** ASSIGNMENT **
Within the data below, state how many lines contain the string "bounds". Provide the number only.

DATA SECTION Start Marker

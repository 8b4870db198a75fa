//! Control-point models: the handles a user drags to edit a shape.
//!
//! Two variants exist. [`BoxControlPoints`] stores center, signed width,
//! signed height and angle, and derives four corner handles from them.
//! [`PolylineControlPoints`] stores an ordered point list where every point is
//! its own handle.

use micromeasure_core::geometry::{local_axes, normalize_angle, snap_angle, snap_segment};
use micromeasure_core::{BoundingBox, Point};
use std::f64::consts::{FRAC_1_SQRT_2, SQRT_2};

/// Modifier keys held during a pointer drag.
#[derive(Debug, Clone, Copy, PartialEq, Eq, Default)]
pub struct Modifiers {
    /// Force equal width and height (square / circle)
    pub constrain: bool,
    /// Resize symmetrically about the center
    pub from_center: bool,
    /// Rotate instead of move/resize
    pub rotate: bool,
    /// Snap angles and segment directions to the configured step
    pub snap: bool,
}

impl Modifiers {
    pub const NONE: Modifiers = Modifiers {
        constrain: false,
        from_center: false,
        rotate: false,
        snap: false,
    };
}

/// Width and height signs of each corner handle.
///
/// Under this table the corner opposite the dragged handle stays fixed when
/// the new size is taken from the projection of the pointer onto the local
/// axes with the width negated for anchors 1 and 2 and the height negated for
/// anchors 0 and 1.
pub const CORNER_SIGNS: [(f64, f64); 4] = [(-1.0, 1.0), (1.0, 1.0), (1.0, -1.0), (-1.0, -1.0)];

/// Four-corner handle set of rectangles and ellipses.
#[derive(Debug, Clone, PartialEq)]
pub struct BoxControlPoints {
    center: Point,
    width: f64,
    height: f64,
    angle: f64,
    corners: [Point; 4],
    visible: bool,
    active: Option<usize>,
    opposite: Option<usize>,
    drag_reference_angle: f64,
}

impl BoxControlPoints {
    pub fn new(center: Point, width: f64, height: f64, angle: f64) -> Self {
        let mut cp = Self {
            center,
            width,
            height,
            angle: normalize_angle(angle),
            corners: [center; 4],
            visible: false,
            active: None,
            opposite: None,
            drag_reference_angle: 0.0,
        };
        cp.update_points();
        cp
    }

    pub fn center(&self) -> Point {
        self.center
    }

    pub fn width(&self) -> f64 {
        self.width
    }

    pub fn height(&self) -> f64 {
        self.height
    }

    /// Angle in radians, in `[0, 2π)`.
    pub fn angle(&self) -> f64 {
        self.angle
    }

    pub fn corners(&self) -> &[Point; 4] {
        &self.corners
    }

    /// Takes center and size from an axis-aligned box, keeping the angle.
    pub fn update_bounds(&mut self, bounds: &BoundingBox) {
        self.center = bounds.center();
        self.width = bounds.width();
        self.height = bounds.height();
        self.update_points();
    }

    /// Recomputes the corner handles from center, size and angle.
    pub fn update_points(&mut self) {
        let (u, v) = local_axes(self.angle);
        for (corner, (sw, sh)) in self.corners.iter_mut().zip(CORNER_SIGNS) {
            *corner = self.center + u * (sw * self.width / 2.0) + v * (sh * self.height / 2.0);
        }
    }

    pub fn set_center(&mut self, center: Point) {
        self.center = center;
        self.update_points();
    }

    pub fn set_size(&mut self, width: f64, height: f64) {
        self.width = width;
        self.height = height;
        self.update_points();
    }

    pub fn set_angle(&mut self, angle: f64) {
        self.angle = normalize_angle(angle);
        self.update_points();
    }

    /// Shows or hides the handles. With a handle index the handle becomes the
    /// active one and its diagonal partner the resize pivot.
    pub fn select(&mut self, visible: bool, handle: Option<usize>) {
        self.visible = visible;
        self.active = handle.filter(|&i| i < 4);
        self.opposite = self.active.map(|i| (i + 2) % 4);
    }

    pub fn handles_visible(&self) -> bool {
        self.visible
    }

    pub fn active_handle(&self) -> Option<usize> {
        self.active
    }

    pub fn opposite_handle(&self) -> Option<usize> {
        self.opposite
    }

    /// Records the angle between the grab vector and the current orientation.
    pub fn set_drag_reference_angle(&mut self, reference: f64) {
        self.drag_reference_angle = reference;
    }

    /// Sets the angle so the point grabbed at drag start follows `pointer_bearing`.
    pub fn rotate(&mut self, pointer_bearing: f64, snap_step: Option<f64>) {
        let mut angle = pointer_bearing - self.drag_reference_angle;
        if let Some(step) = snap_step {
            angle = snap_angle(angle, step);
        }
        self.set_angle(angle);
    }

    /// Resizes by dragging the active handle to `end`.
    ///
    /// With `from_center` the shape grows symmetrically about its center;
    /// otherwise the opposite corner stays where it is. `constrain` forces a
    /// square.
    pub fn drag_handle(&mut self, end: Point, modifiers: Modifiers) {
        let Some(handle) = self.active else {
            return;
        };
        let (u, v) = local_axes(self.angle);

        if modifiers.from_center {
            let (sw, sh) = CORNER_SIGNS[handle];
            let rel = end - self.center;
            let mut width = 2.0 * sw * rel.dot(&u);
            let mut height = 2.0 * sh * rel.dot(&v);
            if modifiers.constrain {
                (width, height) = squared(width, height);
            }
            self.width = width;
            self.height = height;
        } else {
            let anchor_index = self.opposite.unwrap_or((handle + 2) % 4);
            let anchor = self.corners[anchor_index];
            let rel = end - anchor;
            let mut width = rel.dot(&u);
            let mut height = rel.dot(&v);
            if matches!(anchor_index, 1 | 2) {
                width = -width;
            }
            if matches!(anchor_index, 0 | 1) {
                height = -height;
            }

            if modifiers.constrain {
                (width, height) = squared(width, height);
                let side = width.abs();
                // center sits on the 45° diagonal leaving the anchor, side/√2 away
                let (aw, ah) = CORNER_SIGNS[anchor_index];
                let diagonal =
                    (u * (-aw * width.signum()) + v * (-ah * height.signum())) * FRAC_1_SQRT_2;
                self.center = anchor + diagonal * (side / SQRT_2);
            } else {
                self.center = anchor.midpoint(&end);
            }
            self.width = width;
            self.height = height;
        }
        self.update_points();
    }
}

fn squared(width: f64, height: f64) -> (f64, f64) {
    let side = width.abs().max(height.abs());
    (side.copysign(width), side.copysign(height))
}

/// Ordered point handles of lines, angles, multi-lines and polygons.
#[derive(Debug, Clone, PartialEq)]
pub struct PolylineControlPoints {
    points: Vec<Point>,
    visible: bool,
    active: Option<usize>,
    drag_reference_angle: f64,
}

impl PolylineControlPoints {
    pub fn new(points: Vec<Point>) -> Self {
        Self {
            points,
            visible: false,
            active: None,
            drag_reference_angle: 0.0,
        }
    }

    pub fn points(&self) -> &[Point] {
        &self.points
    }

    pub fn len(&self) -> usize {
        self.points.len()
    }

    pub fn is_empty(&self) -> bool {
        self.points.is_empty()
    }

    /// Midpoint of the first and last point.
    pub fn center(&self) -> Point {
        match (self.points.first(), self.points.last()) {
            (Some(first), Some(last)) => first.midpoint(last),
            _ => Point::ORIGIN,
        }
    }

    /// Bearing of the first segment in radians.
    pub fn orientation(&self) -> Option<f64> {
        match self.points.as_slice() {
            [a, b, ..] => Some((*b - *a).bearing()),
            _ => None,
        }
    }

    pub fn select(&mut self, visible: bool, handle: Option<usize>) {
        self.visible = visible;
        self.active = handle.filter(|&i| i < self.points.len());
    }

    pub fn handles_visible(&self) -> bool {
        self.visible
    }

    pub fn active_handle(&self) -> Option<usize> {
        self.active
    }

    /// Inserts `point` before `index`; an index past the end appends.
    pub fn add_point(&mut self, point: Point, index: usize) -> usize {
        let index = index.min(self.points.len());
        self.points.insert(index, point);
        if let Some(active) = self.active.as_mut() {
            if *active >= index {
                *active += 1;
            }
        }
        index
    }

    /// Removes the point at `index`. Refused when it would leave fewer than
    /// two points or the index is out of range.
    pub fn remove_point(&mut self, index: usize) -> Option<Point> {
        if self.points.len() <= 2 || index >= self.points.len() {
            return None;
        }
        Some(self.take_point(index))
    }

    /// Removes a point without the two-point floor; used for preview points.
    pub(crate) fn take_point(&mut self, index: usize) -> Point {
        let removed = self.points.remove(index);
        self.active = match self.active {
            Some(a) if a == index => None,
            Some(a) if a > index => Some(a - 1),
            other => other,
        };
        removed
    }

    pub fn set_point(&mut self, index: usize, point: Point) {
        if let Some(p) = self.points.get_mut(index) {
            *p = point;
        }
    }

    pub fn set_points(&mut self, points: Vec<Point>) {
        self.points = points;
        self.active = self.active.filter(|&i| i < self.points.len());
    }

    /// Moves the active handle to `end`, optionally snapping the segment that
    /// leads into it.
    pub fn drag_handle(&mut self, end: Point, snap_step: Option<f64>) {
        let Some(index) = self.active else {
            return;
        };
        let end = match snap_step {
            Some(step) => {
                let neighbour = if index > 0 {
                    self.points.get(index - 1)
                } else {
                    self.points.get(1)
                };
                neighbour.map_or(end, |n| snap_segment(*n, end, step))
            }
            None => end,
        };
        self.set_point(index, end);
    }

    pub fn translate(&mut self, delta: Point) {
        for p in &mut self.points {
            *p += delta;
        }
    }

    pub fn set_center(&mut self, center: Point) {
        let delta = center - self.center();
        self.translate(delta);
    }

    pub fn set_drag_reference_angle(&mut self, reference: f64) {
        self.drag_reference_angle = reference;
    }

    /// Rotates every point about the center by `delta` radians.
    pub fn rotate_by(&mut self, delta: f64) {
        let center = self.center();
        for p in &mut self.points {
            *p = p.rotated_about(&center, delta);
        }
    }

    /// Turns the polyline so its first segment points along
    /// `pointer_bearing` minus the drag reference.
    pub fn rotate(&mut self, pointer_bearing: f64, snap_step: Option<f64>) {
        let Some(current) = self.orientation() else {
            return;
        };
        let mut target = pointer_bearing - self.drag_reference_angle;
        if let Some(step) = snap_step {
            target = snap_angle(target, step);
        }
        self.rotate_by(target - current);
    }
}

DATA SECTION End Marker
DATA SECTION Start Marker

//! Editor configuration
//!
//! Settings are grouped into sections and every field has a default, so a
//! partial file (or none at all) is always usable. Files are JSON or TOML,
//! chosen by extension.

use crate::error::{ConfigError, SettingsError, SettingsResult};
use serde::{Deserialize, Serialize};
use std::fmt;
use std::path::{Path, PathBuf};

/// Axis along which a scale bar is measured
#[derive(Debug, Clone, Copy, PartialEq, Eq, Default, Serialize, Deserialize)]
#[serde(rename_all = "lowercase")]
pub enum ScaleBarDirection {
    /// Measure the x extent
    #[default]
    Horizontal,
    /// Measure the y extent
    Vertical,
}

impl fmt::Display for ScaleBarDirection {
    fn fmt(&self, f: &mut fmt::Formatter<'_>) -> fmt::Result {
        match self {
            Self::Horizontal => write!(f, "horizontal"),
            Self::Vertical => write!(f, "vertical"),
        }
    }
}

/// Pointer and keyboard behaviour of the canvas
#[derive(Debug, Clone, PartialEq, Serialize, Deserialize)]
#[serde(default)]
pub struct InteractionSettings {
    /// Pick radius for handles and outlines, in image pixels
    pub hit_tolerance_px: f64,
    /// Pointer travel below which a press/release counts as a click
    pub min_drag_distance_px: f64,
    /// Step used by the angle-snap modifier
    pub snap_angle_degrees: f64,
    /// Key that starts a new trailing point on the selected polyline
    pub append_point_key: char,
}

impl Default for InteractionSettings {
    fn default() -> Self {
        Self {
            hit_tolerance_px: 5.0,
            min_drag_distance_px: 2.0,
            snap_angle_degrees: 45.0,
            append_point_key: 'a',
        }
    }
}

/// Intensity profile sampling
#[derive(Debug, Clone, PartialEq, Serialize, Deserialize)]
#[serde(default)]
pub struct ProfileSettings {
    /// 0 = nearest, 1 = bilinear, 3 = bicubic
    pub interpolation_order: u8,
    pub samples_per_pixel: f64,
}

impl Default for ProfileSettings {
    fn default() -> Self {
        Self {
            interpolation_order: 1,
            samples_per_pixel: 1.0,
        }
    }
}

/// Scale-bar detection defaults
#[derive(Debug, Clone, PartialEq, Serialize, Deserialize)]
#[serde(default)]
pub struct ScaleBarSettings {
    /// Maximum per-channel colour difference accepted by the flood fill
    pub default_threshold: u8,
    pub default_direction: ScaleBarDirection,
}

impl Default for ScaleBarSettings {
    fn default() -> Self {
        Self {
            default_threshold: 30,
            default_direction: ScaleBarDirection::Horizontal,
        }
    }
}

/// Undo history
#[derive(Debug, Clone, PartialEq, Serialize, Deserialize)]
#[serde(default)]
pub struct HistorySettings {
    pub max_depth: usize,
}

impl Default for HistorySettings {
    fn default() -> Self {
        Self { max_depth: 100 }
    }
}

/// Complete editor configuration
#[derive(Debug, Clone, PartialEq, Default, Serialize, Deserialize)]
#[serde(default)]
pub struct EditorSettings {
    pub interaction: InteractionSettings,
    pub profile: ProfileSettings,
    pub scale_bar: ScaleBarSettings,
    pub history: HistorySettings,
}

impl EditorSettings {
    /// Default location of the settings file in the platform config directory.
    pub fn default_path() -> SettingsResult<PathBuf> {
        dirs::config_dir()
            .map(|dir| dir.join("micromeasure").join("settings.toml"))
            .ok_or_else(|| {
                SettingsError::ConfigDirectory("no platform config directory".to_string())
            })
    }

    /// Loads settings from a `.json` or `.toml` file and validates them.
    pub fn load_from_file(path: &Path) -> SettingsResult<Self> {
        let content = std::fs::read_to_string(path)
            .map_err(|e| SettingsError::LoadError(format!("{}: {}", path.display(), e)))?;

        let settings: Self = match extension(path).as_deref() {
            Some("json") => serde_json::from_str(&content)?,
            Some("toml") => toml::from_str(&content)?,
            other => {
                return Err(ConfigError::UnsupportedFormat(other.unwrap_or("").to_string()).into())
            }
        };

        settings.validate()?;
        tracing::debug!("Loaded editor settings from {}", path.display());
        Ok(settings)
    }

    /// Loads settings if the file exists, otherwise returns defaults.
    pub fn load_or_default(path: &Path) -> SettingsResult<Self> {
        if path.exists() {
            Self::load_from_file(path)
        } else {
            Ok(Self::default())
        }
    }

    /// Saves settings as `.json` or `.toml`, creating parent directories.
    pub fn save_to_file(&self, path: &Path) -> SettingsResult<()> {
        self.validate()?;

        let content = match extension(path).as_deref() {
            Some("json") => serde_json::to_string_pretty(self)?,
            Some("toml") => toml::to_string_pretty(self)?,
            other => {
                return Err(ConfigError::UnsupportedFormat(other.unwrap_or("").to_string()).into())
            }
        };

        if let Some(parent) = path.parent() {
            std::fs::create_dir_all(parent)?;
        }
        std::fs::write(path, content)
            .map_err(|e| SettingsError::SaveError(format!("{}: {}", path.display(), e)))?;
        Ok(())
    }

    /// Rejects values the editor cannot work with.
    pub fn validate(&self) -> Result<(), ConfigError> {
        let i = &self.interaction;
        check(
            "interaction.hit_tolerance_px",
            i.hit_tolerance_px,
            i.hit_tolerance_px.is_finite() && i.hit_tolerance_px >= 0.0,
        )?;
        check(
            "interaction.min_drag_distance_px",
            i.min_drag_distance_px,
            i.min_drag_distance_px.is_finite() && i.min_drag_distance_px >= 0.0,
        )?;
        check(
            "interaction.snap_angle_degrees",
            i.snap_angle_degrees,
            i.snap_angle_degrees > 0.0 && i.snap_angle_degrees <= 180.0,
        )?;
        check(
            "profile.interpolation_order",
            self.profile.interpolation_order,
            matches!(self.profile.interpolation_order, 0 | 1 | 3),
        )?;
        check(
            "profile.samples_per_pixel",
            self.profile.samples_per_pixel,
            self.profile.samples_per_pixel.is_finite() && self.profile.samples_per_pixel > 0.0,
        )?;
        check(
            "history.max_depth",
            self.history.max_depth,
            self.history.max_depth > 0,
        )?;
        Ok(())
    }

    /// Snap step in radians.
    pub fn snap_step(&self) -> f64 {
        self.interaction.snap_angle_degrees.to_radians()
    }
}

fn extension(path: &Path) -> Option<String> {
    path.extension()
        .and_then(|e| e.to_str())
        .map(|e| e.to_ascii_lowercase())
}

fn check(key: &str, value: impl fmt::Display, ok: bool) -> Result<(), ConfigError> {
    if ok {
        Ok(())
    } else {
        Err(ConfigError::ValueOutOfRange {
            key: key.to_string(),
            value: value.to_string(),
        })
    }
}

DATA SECTION End Marker
DATA SECTION Start Marker

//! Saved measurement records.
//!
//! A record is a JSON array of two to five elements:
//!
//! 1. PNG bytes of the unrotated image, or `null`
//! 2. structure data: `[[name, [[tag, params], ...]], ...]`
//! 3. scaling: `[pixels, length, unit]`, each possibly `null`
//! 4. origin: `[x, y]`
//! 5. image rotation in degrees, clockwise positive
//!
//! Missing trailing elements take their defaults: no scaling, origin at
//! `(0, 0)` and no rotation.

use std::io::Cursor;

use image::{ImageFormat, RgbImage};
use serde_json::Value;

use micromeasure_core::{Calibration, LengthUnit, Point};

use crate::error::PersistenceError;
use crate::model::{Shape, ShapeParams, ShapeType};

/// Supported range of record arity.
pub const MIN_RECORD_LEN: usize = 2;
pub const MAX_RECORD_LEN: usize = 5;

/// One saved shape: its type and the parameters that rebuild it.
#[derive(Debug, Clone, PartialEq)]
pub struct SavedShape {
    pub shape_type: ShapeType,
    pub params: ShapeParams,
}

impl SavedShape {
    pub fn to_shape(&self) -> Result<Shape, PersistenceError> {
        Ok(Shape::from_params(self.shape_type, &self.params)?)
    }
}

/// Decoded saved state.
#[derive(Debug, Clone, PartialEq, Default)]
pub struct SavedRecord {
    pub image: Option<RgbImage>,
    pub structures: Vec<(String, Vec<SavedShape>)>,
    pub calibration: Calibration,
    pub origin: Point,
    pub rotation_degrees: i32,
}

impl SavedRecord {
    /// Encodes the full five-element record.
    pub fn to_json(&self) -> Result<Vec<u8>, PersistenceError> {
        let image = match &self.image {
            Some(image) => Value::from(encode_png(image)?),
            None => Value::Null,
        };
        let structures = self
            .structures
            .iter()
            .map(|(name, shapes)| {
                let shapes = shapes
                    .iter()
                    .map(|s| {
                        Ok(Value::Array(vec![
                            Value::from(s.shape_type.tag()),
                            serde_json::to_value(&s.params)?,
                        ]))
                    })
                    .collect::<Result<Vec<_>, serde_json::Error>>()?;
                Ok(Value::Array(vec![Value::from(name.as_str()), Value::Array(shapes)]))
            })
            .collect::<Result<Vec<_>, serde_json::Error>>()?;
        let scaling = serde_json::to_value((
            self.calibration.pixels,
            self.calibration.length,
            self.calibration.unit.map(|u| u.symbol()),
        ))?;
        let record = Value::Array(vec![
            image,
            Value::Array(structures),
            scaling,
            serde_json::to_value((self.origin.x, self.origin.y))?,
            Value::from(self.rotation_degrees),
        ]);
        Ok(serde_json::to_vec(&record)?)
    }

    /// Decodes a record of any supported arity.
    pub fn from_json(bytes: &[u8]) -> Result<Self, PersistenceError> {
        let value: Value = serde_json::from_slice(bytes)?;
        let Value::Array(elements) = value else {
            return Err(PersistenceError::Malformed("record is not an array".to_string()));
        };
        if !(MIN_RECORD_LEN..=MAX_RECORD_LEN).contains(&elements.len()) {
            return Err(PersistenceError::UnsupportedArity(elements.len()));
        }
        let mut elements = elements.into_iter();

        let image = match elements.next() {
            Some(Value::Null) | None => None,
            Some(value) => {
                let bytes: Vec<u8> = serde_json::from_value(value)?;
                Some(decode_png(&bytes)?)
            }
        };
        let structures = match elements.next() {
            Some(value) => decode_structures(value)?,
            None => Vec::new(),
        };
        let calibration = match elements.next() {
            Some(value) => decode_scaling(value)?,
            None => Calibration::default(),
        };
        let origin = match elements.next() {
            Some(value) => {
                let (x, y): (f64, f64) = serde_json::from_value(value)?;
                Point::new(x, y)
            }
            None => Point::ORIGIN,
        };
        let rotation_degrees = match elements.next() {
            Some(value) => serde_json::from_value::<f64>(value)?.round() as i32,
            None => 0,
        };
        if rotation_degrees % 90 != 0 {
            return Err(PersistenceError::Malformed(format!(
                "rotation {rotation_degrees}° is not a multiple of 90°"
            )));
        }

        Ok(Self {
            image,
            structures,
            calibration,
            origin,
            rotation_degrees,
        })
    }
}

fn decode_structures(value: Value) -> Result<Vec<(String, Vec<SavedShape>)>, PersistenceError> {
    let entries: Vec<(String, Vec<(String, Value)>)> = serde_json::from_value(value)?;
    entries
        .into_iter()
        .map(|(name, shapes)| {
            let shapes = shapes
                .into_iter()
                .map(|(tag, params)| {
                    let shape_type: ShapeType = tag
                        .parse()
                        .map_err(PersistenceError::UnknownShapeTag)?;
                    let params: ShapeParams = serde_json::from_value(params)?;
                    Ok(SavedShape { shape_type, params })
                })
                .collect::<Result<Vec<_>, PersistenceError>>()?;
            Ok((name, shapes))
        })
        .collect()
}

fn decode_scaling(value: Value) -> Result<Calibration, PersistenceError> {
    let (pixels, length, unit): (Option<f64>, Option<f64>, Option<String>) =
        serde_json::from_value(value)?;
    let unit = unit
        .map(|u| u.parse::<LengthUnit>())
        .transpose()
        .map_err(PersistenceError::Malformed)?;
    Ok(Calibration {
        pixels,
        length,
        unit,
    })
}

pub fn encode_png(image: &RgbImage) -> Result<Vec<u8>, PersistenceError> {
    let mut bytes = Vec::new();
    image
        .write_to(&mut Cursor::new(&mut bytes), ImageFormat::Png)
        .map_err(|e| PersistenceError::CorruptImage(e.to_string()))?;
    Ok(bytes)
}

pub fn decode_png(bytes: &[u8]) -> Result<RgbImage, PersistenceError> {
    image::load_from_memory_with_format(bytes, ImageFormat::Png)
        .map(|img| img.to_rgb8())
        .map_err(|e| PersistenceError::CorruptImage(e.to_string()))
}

DATA SECTION End Marker

** SOLUTION FOR THIS PROBLEM **
4